### Task instructions
Among the records, which lines include "RouteName"? List them.

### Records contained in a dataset

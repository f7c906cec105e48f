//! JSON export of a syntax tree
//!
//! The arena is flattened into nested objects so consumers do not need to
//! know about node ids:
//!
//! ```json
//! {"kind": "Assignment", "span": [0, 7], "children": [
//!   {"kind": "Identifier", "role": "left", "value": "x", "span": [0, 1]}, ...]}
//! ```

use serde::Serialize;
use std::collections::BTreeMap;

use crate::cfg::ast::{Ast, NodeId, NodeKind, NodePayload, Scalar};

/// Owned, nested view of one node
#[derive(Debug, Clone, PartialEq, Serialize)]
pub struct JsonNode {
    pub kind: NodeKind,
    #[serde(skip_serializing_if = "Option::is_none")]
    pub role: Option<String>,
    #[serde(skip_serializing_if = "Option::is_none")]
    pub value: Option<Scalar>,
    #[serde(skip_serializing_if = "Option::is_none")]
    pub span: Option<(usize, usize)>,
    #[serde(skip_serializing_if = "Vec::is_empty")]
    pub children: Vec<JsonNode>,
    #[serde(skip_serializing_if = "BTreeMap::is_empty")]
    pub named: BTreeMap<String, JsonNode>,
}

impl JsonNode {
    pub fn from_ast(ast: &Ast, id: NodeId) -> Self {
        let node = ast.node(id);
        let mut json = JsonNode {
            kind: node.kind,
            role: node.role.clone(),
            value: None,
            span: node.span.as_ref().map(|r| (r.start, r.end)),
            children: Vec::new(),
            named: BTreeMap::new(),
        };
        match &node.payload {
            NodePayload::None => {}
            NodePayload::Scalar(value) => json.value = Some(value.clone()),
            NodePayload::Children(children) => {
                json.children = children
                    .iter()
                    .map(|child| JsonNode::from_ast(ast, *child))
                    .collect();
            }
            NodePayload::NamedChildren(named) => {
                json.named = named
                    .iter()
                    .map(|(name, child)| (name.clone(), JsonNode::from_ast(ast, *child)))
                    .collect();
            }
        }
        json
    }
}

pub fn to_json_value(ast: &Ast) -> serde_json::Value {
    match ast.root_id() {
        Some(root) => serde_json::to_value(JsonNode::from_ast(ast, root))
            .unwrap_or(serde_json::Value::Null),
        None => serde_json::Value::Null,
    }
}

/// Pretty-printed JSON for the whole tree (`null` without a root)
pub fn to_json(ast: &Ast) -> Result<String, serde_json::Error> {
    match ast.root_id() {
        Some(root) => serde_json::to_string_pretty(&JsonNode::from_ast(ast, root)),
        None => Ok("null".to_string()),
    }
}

---

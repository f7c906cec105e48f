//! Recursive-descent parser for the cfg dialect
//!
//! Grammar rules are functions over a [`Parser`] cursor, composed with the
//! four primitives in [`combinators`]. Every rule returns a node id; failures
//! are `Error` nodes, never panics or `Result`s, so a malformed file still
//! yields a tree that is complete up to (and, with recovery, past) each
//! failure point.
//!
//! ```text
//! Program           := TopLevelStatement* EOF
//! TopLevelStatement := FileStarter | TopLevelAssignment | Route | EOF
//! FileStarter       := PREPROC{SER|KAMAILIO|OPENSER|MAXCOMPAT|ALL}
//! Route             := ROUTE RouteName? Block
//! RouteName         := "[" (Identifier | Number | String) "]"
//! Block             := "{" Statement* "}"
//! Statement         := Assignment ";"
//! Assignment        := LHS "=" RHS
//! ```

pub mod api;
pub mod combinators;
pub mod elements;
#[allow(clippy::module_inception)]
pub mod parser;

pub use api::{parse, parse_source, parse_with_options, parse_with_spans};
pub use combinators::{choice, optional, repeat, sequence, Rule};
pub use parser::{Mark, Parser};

### Response to this task
//! Route             := ROUTE RouteName? Block
//! RouteName         := "[" (Identifier | Number | String) "]"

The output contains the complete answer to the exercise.